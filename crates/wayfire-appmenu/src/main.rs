use std::process::ExitCode;

use anyhow::Context;
use tracing_subscriber::{EnvFilter, fmt, layer::SubscriberExt, util::SubscriberInitExt};

use wayfire_appmenu::{JsonLinesSurface, SessionConfig, run_session};

/// Initialize tracing with APPMENU_LOG and LOG_FORMAT support.
fn init_tracing() {
    let filter = if std::env::var("RUST_LOG").is_ok() {
        EnvFilter::from_default_env()
    } else {
        let level = match std::env::var("APPMENU_LOG").as_deref() {
            Ok("trace") => "trace",
            Ok("debug") => "debug",
            Ok("warn") | Ok("warning") => "warn",
            Ok("error") => "error",
            _ => "info",
        };
        EnvFilter::new(format!("wayfire_appmenu={level}"))
    };

    let use_json = std::env::var("LOG_FORMAT").as_deref() == Ok("json");

    // stdout carries surface updates; logs go to stderr.
    if use_json {
        let subscriber = tracing_subscriber::registry()
            .with(filter)
            .with(fmt::layer().json().with_writer(std::io::stderr));
        let _ = subscriber.try_init();
    } else {
        let subscriber = tracing_subscriber::registry()
            .with(filter)
            .with(fmt::layer().with_writer(std::io::stderr));
        let _ = subscriber.try_init();
    }
}

async fn run() -> anyhow::Result<()> {
    let config = SessionConfig::from_env();
    tracing::debug!(?config, "Loaded configuration");

    let mut surface = JsonLinesSurface::new(std::io::stdout());
    run_session(&config, &mut surface)
        .await
        .context("compositor session ended")
}

#[tokio::main(flavor = "current_thread")]
async fn main() -> ExitCode {
    init_tracing();
    tracing::info!("wayfire-appmenu {}", env!("CARGO_PKG_VERSION"));

    match run().await {
        Ok(()) => ExitCode::SUCCESS,
        Err(e) => {
            eprintln!("error: {e:#}");
            ExitCode::FAILURE
        }
    }
}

**THE TASK**
For the records above, count the lines that contain the word "level" and give only that number.

**EXERCISE OUTPUT**
2